> [What the task requires] Please repeat exactly the lines below from the one containing "stored book record" down to the one containing "update a book", both included, and nothing else.

> [Supplied information]
▽

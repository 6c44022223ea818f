//! Credential Verification Adapter
//!
//! Compares caller credentials with the configured [`AuthSettings`].

use crate::config::AuthSettings;
use shelf_domain::error::Result;
use shelf_domain::ports::{AuthOutcome, CredentialVerifier, Credentials, UnauthorizedReason};
use std::sync::Arc;
use tracing::warn;

/// Verifies Basic credentials against resolved settings
pub struct SettingsCredentialVerifier {
    settings: Arc<AuthSettings>,
}

impl SettingsCredentialVerifier {
    /// Create a verifier for the given settings
    pub fn new(settings: Arc<AuthSettings>) -> Self {
        Self { settings }
    }
}

impl CredentialVerifier for SettingsCredentialVerifier {
    fn verify(&self, credentials: Option<&Credentials>) -> Result<AuthOutcome> {
        let Some(credentials) = credentials else {
            return Ok(AuthOutcome::Unauthorized(
                UnauthorizedReason::MissingCredentials,
            ));
        };

        if credentials.username == self.settings.username
            && credentials.password == self.settings.password
        {
            Ok(AuthOutcome::Authorized {
                username: credentials.username.clone(),
            })
        } else {
            warn!(username = %credentials.username, "Rejected credentials");
            Ok(AuthOutcome::Unauthorized(
                UnauthorizedReason::InvalidCredentials,
            ))
        }
    }
}
//! Book entity
//!
//! A book is an identifier plus a title. Identifiers are unique within a
//! repository; no other invariant is enforced on either field.

use serde::{Deserialize, Serialize};

/// A stored book record
#[derive(Debug, Clone, PartialEq, Eq, Hash, Serialize, Deserialize)]
pub struct Book {
    /// Unique identifier, assigned by the server on creation
    pub id: String,
    /// Book title
    pub title: String,
}

impl Book {
    /// Create a book from an identifier and a title
    pub fn new(id: impl Into<String>, title: impl Into<String>) -> Self {
        Self {
            id: id.into(),
            title: title.into(),
        }
    }
}

/// Title-only payload used to create or update a book
#[derive(Debug, Clone, PartialEq, Eq, Serialize, Deserialize)]
pub struct BookDraft {
    /// Book title
    pub title: String,
}

impl BookDraft {
    /// Create a draft with the given title
    pub fn new(title: impl Into<String>) -> Self {
        Self {
            title: title.into(),
        }
    }

    /// Attach an identifier, producing a storable record
    pub fn into_book(self, id: impl Into<String>) -> Book {
        Book::new(id, self.title)
    }
}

△

> [Response for this exercise]
/// A stored book record
#[derive(Debug, Clone, PartialEq, Eq, Hash, Serialize, Deserialize)]
pub struct Book {
    /// Unique identifier, assigned by the server on creation
    pub id: String,
    /// Book title
    pub title: String,
}

impl Book {
    /// Create a book from an identifier and a title
    pub fn new(id: impl Into<String>, title: impl Into<String>) -> Self {
        Self {
            id: id.into(),
            title: title.into(),
        }
    }
}

/// Title-only payload used to create or update a book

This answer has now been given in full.